Task objective. Check each line below for the word "entries" and give the number of lines that have it, nothing more.

◆ ◆ ◆

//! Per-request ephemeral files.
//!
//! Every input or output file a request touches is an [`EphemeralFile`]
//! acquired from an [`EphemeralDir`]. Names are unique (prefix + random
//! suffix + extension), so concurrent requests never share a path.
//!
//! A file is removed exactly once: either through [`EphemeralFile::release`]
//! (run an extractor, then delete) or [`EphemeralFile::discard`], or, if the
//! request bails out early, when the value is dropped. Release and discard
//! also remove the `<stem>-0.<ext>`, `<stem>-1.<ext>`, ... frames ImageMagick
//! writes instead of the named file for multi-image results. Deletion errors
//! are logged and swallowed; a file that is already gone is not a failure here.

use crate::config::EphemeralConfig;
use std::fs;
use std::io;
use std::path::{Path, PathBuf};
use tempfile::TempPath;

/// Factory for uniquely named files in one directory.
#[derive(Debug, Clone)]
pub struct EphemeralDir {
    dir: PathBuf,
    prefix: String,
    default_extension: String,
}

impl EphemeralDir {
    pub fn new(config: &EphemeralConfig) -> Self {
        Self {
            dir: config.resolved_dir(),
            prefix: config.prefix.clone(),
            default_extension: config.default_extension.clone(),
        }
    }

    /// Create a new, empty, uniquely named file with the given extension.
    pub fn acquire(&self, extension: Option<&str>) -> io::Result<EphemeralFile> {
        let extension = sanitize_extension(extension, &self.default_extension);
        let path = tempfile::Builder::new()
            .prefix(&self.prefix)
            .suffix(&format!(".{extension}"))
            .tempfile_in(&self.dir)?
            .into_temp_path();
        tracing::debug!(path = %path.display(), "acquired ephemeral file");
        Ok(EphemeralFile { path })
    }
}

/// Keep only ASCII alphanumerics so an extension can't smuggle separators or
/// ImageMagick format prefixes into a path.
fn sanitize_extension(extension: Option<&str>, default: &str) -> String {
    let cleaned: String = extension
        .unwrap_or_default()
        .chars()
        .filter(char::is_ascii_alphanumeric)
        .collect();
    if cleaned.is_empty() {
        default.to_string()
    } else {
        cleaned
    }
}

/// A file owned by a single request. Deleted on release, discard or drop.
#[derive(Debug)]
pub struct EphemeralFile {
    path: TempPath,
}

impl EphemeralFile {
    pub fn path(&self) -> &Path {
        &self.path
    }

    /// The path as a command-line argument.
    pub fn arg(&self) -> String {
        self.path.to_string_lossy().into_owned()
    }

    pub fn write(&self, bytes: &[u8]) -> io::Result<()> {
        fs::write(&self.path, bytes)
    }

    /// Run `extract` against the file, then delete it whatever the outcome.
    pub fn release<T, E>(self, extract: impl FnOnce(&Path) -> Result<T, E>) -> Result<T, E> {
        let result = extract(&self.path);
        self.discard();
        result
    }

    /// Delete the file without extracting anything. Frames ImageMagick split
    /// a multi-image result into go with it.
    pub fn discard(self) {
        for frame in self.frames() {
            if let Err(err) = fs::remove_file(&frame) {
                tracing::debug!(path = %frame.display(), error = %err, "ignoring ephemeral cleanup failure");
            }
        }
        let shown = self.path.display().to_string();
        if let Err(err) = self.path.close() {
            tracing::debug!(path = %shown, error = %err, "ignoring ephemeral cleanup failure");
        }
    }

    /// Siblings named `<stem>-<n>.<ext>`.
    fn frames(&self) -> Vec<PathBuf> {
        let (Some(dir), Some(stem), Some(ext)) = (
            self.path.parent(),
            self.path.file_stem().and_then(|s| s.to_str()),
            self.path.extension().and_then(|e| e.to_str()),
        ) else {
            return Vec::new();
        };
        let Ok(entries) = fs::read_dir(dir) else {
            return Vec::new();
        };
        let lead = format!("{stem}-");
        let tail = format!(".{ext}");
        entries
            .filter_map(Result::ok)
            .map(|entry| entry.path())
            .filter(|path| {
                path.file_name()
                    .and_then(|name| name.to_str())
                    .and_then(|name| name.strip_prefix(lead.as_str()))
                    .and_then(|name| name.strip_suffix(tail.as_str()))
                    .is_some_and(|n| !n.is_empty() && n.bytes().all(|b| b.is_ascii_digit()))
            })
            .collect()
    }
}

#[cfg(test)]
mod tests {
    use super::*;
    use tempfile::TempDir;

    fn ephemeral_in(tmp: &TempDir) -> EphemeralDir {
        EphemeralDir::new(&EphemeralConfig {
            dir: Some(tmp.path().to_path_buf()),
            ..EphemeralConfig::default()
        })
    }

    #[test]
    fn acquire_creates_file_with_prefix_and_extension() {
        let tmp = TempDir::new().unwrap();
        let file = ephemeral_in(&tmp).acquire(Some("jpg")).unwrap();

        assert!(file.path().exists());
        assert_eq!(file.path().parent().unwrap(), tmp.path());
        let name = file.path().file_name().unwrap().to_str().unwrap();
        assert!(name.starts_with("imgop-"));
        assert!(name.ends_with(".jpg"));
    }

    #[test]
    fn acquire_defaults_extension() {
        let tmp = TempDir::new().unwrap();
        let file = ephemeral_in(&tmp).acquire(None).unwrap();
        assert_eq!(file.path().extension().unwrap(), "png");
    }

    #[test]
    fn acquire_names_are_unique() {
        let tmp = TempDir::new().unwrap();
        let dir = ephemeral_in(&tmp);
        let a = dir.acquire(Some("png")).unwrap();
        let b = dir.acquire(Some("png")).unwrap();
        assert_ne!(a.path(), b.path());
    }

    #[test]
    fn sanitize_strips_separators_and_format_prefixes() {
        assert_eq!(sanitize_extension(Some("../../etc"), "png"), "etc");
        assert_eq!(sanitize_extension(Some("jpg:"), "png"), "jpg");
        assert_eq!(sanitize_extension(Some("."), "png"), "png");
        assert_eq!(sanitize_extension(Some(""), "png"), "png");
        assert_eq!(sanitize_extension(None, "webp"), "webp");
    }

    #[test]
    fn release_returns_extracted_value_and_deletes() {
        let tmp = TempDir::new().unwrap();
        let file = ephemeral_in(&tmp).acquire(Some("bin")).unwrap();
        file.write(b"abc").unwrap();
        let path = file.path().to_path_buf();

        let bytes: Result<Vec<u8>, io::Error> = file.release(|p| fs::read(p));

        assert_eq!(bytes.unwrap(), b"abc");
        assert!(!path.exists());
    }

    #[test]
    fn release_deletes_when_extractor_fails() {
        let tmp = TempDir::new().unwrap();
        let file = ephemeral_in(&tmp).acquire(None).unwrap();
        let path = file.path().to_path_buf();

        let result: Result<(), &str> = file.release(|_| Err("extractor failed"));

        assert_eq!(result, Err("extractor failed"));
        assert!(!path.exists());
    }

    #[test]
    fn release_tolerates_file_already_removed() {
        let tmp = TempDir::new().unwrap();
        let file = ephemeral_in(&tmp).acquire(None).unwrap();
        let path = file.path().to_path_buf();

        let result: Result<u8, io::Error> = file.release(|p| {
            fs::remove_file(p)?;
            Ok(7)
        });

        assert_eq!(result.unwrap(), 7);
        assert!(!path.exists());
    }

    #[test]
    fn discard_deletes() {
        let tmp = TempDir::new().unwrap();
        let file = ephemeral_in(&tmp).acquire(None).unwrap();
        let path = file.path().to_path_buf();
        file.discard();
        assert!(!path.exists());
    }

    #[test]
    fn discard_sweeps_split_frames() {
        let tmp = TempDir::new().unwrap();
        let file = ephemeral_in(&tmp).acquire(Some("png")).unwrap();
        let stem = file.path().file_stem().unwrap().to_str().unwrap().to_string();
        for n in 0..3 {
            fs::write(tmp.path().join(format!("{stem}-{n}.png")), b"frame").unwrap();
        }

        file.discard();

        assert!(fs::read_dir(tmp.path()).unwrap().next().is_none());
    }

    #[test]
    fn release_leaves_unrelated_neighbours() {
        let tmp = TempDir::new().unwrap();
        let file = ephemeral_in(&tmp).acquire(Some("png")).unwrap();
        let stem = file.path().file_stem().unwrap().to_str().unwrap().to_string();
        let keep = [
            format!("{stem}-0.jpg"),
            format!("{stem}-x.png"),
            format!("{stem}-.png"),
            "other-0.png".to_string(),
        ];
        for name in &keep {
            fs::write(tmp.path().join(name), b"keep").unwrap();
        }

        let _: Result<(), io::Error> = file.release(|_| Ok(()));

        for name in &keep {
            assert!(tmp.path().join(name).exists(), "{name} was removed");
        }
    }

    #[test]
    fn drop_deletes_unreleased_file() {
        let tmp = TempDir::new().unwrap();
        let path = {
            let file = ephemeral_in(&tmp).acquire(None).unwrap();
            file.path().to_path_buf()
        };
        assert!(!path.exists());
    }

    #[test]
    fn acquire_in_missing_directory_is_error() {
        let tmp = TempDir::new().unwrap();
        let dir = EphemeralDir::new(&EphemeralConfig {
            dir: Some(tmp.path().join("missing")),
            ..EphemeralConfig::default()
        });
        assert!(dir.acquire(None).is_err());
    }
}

◆ ◆ ◆

Solution to this problem. 2